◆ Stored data
────────

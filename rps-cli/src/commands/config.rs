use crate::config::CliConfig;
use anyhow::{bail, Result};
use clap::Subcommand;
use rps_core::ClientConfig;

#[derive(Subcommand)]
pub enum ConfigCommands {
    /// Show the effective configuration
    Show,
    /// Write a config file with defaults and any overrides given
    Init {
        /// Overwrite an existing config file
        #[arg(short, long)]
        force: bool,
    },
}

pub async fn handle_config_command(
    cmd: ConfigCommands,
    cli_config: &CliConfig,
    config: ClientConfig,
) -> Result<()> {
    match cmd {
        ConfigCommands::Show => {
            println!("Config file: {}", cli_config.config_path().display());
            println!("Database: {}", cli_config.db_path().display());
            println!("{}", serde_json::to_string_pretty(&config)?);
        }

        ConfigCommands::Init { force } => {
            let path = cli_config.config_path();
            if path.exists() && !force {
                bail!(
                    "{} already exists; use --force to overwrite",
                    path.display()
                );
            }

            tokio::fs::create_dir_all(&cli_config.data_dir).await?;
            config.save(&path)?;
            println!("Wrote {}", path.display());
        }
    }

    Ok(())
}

────────

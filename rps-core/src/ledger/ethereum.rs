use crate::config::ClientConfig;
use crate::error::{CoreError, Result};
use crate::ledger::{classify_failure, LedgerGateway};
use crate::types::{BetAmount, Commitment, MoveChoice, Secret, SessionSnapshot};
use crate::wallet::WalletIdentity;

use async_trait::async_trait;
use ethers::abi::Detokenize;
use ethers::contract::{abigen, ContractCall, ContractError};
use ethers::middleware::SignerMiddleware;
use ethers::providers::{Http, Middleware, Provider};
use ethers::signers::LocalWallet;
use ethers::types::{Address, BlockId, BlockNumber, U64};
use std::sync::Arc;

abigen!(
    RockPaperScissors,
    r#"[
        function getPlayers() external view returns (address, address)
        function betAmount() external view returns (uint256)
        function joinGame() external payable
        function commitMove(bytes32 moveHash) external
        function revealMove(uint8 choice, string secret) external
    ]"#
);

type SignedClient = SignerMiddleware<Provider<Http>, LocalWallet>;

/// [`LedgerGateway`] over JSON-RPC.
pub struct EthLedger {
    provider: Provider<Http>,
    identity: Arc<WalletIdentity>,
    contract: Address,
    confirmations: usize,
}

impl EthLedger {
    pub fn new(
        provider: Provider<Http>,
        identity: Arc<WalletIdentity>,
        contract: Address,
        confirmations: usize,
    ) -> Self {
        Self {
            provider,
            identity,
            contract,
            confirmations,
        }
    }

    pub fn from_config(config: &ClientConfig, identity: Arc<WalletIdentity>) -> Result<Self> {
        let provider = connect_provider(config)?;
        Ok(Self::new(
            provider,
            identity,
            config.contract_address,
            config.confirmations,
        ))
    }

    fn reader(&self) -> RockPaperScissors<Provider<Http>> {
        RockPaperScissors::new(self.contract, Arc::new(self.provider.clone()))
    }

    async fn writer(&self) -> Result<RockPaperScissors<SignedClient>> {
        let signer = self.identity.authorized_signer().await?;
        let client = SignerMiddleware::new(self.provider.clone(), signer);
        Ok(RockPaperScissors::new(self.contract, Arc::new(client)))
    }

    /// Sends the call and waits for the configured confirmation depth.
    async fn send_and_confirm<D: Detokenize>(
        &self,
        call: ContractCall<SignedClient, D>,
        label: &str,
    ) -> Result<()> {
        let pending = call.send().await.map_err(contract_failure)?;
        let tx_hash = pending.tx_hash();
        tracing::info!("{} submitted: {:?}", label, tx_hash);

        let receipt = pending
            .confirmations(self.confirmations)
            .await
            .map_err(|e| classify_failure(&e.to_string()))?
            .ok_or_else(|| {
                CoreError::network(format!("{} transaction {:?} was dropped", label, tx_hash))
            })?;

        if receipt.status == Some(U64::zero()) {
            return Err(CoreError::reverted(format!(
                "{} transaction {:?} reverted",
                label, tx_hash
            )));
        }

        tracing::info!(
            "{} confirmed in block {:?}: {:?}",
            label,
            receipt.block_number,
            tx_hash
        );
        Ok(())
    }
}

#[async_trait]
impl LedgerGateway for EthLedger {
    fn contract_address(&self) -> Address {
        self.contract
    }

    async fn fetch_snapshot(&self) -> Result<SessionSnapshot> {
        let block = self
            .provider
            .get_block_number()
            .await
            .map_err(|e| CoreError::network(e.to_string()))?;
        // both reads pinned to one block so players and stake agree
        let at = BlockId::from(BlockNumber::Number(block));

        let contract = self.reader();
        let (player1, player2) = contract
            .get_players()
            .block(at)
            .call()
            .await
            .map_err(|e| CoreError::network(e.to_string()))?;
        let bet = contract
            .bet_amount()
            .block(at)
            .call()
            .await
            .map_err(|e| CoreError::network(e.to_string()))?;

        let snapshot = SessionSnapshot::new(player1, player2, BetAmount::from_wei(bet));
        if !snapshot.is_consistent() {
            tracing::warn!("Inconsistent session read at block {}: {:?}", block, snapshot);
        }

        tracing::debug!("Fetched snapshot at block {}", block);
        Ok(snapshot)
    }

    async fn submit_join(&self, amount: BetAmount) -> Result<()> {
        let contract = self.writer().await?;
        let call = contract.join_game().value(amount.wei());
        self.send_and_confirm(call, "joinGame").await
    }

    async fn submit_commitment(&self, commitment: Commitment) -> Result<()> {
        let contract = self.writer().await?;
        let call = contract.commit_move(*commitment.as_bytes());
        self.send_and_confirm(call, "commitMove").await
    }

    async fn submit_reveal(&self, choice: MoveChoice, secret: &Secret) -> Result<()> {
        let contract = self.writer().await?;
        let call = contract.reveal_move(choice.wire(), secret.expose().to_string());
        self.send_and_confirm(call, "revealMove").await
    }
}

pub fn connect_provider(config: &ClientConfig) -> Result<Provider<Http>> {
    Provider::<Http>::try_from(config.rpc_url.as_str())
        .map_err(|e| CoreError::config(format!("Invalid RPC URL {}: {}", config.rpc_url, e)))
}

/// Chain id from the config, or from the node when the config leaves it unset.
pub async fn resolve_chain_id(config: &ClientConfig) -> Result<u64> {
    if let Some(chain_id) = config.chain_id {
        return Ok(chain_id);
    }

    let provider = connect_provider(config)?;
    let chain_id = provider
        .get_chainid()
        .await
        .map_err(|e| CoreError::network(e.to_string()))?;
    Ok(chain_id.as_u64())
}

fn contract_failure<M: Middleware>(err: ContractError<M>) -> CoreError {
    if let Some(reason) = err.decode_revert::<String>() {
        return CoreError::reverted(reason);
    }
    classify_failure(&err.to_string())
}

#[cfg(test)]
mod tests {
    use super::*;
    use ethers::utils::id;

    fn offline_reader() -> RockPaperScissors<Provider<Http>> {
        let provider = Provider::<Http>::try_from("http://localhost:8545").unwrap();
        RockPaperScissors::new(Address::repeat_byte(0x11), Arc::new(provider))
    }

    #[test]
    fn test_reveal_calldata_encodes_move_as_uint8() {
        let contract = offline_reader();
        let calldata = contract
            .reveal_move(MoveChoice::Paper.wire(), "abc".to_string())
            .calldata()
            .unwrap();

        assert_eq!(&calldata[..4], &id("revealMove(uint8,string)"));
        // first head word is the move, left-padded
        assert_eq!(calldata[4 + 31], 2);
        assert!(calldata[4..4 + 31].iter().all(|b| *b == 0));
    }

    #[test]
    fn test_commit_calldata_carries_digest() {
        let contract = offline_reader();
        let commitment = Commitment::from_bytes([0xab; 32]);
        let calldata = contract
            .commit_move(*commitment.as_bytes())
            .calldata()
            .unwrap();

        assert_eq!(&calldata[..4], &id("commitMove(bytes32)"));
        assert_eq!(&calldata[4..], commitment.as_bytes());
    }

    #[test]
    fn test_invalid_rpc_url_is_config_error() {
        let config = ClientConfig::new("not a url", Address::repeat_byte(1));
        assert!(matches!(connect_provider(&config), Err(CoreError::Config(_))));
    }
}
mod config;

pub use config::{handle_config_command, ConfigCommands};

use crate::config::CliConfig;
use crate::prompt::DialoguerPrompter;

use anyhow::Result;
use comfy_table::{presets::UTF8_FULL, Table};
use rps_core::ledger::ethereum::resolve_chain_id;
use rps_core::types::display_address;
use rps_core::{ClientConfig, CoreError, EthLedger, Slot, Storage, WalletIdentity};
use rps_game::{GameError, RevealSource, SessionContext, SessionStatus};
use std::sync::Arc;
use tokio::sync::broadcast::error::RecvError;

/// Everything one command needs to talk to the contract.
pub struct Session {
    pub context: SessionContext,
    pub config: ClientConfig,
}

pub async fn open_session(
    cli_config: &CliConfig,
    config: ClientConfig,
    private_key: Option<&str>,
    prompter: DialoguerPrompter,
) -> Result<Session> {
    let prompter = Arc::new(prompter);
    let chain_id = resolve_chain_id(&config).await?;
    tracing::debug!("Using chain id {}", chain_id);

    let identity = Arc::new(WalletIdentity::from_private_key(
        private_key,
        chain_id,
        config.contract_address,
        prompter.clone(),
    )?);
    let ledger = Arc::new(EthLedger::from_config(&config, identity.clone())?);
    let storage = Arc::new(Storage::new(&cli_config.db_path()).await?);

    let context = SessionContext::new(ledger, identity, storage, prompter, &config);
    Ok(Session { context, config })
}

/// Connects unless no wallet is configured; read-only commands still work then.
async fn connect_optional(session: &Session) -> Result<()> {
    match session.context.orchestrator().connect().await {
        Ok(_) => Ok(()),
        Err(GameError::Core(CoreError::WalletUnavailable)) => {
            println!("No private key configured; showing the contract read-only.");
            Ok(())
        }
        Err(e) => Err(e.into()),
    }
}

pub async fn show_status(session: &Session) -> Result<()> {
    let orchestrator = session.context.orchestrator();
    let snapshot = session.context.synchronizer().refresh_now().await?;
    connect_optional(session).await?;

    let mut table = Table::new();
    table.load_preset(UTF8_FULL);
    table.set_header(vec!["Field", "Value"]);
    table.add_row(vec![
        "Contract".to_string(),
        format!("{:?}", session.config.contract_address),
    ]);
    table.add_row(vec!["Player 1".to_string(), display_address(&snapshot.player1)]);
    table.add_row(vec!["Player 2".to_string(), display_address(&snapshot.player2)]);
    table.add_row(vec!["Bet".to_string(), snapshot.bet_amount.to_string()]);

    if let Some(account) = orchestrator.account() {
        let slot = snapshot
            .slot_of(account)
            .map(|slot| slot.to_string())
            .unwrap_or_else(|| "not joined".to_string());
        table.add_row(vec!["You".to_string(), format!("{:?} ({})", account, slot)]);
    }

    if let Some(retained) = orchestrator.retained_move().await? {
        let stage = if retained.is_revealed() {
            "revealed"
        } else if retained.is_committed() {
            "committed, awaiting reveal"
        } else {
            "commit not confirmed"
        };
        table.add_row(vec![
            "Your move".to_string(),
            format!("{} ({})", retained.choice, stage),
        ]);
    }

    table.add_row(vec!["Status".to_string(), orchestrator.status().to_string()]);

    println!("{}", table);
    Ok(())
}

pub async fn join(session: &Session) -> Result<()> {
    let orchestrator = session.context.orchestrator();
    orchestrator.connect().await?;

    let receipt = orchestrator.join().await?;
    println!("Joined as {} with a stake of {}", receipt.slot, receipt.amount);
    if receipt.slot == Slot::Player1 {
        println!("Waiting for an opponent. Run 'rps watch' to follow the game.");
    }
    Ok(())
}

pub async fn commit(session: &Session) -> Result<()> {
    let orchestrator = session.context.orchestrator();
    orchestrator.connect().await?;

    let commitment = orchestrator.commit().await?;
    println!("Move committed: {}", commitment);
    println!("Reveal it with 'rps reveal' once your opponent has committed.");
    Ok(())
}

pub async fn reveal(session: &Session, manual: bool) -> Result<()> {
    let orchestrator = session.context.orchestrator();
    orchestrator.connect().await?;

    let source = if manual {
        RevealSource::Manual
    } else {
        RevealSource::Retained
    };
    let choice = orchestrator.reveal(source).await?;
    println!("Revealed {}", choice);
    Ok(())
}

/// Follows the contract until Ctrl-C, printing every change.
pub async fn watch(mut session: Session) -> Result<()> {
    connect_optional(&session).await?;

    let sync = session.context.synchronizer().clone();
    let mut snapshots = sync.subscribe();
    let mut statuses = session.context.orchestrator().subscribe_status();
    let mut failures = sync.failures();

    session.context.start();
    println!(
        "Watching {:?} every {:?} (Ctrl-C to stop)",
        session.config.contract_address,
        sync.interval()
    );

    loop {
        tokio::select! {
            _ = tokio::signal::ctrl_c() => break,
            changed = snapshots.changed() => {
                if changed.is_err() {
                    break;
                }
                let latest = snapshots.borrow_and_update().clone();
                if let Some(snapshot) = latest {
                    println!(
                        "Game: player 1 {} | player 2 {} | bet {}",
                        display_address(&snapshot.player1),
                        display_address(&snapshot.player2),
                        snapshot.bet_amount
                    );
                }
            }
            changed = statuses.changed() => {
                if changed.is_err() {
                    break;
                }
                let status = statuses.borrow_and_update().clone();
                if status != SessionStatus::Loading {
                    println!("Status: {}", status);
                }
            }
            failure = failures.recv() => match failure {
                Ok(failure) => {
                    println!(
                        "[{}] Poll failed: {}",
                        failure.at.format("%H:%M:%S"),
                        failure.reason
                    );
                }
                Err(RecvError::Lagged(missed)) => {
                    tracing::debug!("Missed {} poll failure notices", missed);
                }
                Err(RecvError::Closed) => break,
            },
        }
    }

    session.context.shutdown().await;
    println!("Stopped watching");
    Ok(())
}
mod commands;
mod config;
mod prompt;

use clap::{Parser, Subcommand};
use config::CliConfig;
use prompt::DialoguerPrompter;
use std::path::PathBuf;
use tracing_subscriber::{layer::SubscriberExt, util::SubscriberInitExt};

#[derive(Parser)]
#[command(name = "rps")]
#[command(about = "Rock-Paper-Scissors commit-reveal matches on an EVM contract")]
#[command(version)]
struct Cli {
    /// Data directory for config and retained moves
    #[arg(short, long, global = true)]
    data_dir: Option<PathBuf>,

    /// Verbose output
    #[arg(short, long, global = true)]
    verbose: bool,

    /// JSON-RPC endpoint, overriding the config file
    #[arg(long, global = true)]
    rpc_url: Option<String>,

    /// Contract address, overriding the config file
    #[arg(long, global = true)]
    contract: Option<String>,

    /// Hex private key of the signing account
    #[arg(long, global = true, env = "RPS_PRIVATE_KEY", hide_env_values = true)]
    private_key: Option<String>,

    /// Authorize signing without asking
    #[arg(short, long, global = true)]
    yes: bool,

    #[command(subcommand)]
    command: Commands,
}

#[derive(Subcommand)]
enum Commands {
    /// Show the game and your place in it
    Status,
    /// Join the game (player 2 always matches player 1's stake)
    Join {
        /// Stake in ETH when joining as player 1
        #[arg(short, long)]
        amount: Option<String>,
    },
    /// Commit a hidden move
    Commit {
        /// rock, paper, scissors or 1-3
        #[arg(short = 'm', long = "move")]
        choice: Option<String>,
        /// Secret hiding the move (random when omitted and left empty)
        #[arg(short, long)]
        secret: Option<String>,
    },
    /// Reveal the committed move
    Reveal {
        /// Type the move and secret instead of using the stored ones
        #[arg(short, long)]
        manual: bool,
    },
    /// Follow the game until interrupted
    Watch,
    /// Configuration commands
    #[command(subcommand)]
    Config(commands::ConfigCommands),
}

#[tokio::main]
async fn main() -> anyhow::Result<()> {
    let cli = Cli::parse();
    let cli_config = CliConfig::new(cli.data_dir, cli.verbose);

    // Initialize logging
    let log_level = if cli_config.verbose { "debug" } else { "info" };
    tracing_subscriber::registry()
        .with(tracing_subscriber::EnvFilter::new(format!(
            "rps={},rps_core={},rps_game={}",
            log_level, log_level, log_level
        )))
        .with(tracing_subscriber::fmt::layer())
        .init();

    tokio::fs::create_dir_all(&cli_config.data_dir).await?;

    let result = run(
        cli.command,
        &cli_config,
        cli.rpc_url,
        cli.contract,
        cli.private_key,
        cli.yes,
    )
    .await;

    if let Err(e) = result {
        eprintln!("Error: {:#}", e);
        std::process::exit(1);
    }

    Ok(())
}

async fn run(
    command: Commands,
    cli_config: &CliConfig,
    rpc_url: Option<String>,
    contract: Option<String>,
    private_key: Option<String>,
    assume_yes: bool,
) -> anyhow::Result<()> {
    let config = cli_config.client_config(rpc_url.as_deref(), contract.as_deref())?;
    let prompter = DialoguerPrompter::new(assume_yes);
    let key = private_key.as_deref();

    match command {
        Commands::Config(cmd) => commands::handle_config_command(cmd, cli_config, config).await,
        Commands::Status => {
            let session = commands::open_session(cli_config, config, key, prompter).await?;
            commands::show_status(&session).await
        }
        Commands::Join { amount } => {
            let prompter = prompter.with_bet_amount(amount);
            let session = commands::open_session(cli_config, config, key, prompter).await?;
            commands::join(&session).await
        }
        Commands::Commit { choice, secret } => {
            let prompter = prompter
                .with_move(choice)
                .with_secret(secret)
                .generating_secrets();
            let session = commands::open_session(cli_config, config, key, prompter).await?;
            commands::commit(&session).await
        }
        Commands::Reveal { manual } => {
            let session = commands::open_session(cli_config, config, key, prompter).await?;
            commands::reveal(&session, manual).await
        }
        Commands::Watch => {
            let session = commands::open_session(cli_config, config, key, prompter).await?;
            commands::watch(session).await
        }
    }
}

────────

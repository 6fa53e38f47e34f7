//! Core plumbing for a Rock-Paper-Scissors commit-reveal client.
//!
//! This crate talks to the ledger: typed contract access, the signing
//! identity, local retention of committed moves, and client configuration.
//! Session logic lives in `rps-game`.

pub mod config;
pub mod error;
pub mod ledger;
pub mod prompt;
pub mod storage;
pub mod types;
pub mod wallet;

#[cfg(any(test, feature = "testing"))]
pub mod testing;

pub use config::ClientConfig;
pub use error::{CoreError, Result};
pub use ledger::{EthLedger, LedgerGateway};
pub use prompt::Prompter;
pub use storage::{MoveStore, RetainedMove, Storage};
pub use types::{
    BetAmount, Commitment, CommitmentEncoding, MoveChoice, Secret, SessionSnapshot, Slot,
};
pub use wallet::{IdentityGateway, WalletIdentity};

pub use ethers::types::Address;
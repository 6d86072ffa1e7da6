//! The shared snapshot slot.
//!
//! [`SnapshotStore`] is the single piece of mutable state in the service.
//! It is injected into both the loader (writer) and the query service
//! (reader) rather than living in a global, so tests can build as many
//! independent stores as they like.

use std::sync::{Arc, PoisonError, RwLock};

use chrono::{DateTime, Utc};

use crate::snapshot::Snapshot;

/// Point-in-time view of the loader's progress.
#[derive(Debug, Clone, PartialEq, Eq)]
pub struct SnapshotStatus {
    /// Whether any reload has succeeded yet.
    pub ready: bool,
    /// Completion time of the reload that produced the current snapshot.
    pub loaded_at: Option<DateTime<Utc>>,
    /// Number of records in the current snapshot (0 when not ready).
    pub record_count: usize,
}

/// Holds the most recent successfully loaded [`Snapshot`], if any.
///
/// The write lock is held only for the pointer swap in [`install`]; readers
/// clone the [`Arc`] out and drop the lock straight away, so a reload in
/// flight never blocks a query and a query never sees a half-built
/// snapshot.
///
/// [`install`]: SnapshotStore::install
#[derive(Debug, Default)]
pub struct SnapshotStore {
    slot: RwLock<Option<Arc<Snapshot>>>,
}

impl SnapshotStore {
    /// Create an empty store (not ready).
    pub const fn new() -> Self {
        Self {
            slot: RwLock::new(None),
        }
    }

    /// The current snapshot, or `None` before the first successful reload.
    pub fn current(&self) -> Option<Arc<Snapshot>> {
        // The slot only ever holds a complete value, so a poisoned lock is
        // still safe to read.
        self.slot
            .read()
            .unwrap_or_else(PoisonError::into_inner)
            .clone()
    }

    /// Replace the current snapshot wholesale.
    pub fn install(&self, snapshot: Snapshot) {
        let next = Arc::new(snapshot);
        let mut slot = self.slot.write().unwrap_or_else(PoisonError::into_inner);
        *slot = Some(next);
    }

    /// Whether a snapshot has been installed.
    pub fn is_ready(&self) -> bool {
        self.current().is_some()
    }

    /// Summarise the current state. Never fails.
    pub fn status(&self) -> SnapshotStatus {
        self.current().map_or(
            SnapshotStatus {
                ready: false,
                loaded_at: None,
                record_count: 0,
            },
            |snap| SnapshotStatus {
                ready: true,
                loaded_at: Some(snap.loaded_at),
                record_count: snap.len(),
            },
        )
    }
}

────────

◆ Action item
Filter the records above down to the lines containing "derive".

◆ Written response
#[derive(Subcommand)]
#[derive(Parser)]
#[derive(Subcommand)]
#[derive(Debug, Clone, PartialEq, Eq)]
#[derive(Debug, Default)]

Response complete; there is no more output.